ヘナヘナな私にお兄ちゃんは訝しい顔で、もちろんカーディガンを不審がった。


「今帰りか?」


「うん・・・きーちゃんち行ってた・・・」



「それはどうしたんだ?みなみのじゃないだろう」



「これは大成くんの・・・きーちゃんちでお茶こぼしちゃったから借りてきた・・・」



スラスラ嘘が出る私ってもしかして悪女!?
ちなみに大成くんとはきーちゃんの弟で中学生だ。



「みなみは全くそそっかしいな」



こんな嘘すぐバレると思ったけどなんとお兄ちゃんは信じてしまった。
そして先に家に上がる。



「・・・だかなみなみ・・・6時を過ぎるのは感心しないぞ」



「う、うん。だから走って来たの」


「明日からはもっと早く帰って来なさい、明るいからといって夕方は不審者が出やすいからな。お兄ちゃんもなるべく早く帰るようにするから」


「・・・・・・・・・はい」



しばらくは雑貨屋さん巡りも控えた方がいいだろうか。
何となくそう思った。






その日は何事もなくむしろ穏やかなお兄ちゃんだったけど何かを嗅ぎ取ったのだろうか、あの日以来監視の目が厳しくなった。

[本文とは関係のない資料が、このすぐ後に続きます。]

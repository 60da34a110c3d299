//! Decoders from one JSON result object to a typed record.
//!
//! Decoders are pure. A required field that is missing or has the wrong JSON
//! type is reported as [`ApiError::DecodeFailed`] naming the field. Derived
//! ids (origin, location, episodes) never fail: unresolvable URLs become `0`.

use rmdb_catalog::{
    AirDatePolicy, CharacterRecord, EpisodeRecord, LocationRecord, ResourceKind, id_from_url,
    ids_from_urls,
};
use serde_json::Value;

use crate::error::ApiError;

/// Knobs that change how records are decoded.
#[derive(Debug, Clone, Copy, Default, PartialEq, Eq)]
pub struct DecodeOptions {
    pub air_date_policy: AirDatePolicy,
}

/// A record type that can be decoded from one listing result.
pub trait Resource: Sized {
    const KIND: ResourceKind;

    fn decode(value: &Value, options: &DecodeOptions) -> Result<Self, ApiError>;
}

impl Resource for LocationRecord {
    const KIND: ResourceKind = ResourceKind::Location;

    fn decode(value: &Value, _options: &DecodeOptions) -> Result<Self, ApiError> {
        decode_location(value)
    }
}

impl Resource for EpisodeRecord {
    const KIND: ResourceKind = ResourceKind::Episode;

    fn decode(value: &Value, options: &DecodeOptions) -> Result<Self, ApiError> {
        decode_episode_with(value, options.air_date_policy)
    }
}

impl Resource for CharacterRecord {
    const KIND: ResourceKind = ResourceKind::Character;

    fn decode(value: &Value, _options: &DecodeOptions) -> Result<Self, ApiError> {
        decode_character(value)
    }
}

// ── Field helpers ───────────────────────────────────────────────────────────

fn int_field(value: &Value, kind: ResourceKind, field: &'static str) -> Result<i64, ApiError> {
    value
        .get(field)
        .and_then(Value::as_i64)
        .ok_or_else(|| ApiError::decode_failed(kind, field))
}

fn str_field<'a>(
    value: &'a Value,
    kind: ResourceKind,
    field: &'static str,
) -> Result<&'a str, ApiError> {
    value
        .get(field)
        .and_then(Value::as_str)
        .ok_or_else(|| ApiError::decode_failed(kind, field))
}

fn string_field(
    value: &Value,
    kind: ResourceKind,
    field: &'static str,
) -> Result<String, ApiError> {
    str_field(value, kind, field).map(str::to_string)
}

/// `value[object].url`, reported as `"{object}.url"` when missing.
fn link_url<'a>(
    value: &'a Value,
    kind: ResourceKind,
    object: &'static str,
    field: &'static str,
) -> Result<&'a str, ApiError> {
    value
        .get(object)
        .and_then(|link| link.get("url"))
        .and_then(Value::as_str)
        .ok_or_else(|| ApiError::decode_failed(kind, field))
}

// ── Decoders ────────────────────────────────────────────────────────────────

/// Decode a location result: `id`, `name`, `type`, `dimension` are required.
pub fn decode_location(value: &Value) -> Result<LocationRecord, ApiError> {
    let kind = ResourceKind::Location;
    Ok(LocationRecord {
        id: int_field(value, kind, "id")?,
        name: string_field(value, kind, "name")?,
        kind: Some(string_field(value, kind, "type")?),
        dimension: Some(string_field(value, kind, "dimension")?),
    })
}

/// Decode an episode result with the default air-date policy.
pub fn decode_episode(value: &Value) -> Result<EpisodeRecord, ApiError> {
    decode_episode_with(value, AirDatePolicy::default())
}

/// Decode an episode result: `id`, `name`, `air_date`, `episode` are required.
///
/// `air_date` must be a string; whether unparseable text fails the record is
/// up to `policy`.
pub fn decode_episode_with(
    value: &Value,
    policy: AirDatePolicy,
) -> Result<EpisodeRecord, ApiError> {
    let kind = ResourceKind::Episode;
    let id = int_field(value, kind, "id")?;
    let name = string_field(value, kind, "name")?;
    let air_date_text = str_field(value, kind, "air_date")?;
    let episode_code = string_field(value, kind, "episode")?;

    let air_date = policy
        .resolve(air_date_text)
        .ok_or_else(|| ApiError::decode_failed(kind, "air_date"))?;

    Ok(EpisodeRecord {
        id,
        name,
        air_date,
        episode_code,
    })
}

/// Decode a character result, resolving origin, location and episode URLs
/// to ids.
pub fn decode_character(value: &Value) -> Result<CharacterRecord, ApiError> {
    let kind = ResourceKind::Character;
    let id = int_field(value, kind, "id")?;

    let episode_urls = value
        .get("episode")
        .and_then(Value::as_array)
        .and_then(|urls| urls.iter().map(Value::as_str).collect::<Option<Vec<&str>>>())
        .ok_or_else(|| ApiError::decode_failed(kind, "episode"))?;

    Ok(CharacterRecord {
        id,
        name: string_field(value, kind, "name")?,
        status: string_field(value, kind, "status")?,
        species: string_field(value, kind, "species")?,
        kind: string_field(value, kind, "type")?,
        gender: string_field(value, kind, "gender")?,
        origin_id: id_from_url(link_url(value, kind, "origin", "origin.url")?),
        location_id: id_from_url(link_url(value, kind, "location", "location.url")?),
        episode_ids: ids_from_urls(episode_urls),
    })
}

#[cfg(test)]
#[path = "tests/decode_tests.rs"]
mod tests;
use owo_colors::OwoColorize;
use owo_colors::Stream::Stdout;

use rmdb_api::{ApiClient, DecodeOptions};
use rmdb_catalog::AirDatePolicy;
use rmdb_sync::{LoadOptions, SyncOptions, SyncOutcome, Synchronizer};

use crate::CliError;
use crate::settings::Settings;
use crate::spinner::SyncSpinner;

pub(crate) fn run_sync(
    settings: &Settings,
    strict_dates: bool,
    dedupe_associations: bool,
    quiet: bool,
) -> Result<(), CliError> {
    let db_path = &settings.database.value;
    let conn = rmdb_db::open_database(db_path)
        .map_err(|e| CliError::database(format!("Failed to open database: {}", e)))?;

    let client = ApiClient::new(settings.api_url.value.clone(), settings.timeout.value)
        .map_err(|e| CliError::api(format!("Failed to create HTTP client: {}", e)))?;

    let options = SyncOptions {
        decode: DecodeOptions {
            air_date_policy: if strict_dates {
                AirDatePolicy::Reject
            } else {
                AirDatePolicy::SubstituteToday
            },
        },
        load: LoadOptions {
            dedupe_associations,
        },
    };

    log::info!(
        "{}",
        "Full sync".if_supports_color(Stdout, |t| t.bold()),
    );
    log::info!(
        "  Source:   {}",
        client.base_url().if_supports_color(Stdout, |t| t.cyan())
    );
    log::info!(
        "  Database: {}",
        db_path.display().if_supports_color(Stdout, |t| t.cyan())
    );
    crate::log_blank();

    let spinner = SyncSpinner::new(quiet);
    let report = Synchronizer::with_options(client, options).run_full_sync(&conn, Some(&spinner));

    crate::log_blank();
    match &report.outcome {
        SyncOutcome::Committed => {
            log::info!(
                "{} {}",
                "\u{2714}".if_supports_color(Stdout, |t| t.green()),
                report.summary(),
            );
            Ok(())
        }
        SyncOutcome::Aborted { .. } => {
            if report.left_store_unchanged() {
                log::warn!("Database left unchanged.");
            } else {
                log::error!("Rollback failed; the database may be partially reset.");
            }
            Err(CliError::SyncAborted(report.summary()))
        }
    }
}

先輩と会う機会もなく、三年生のクラスの・・・しかも人気者の先輩のところにノコノコ行く勇気もなくカーディガンもまだ返せずにいた。
でも、そんな中でやっと先輩にカーディガンを返せるチャンスがやって来た。


それは梅雨入りした六月のある日、文化祭実行委員のクジを引いてしまったことに始まる。



「最悪・・・」



クジ運を呪いながら渋々行った先の教室で、まず目に入ったのは笠原先輩だった。


「プリント取ったら学年、クラス順に座って・・・あっ!」


「こ、こんにちは」


先輩は私に気づくとニコッと笑う。



「クジ引いちゃった?」


「はい・・・」


「だよね、自分からやりたい奴なんてそういないもんな。ご苦労様」


「・・・・・・・・・」



余りの爽やかさにドキドキしてしまった。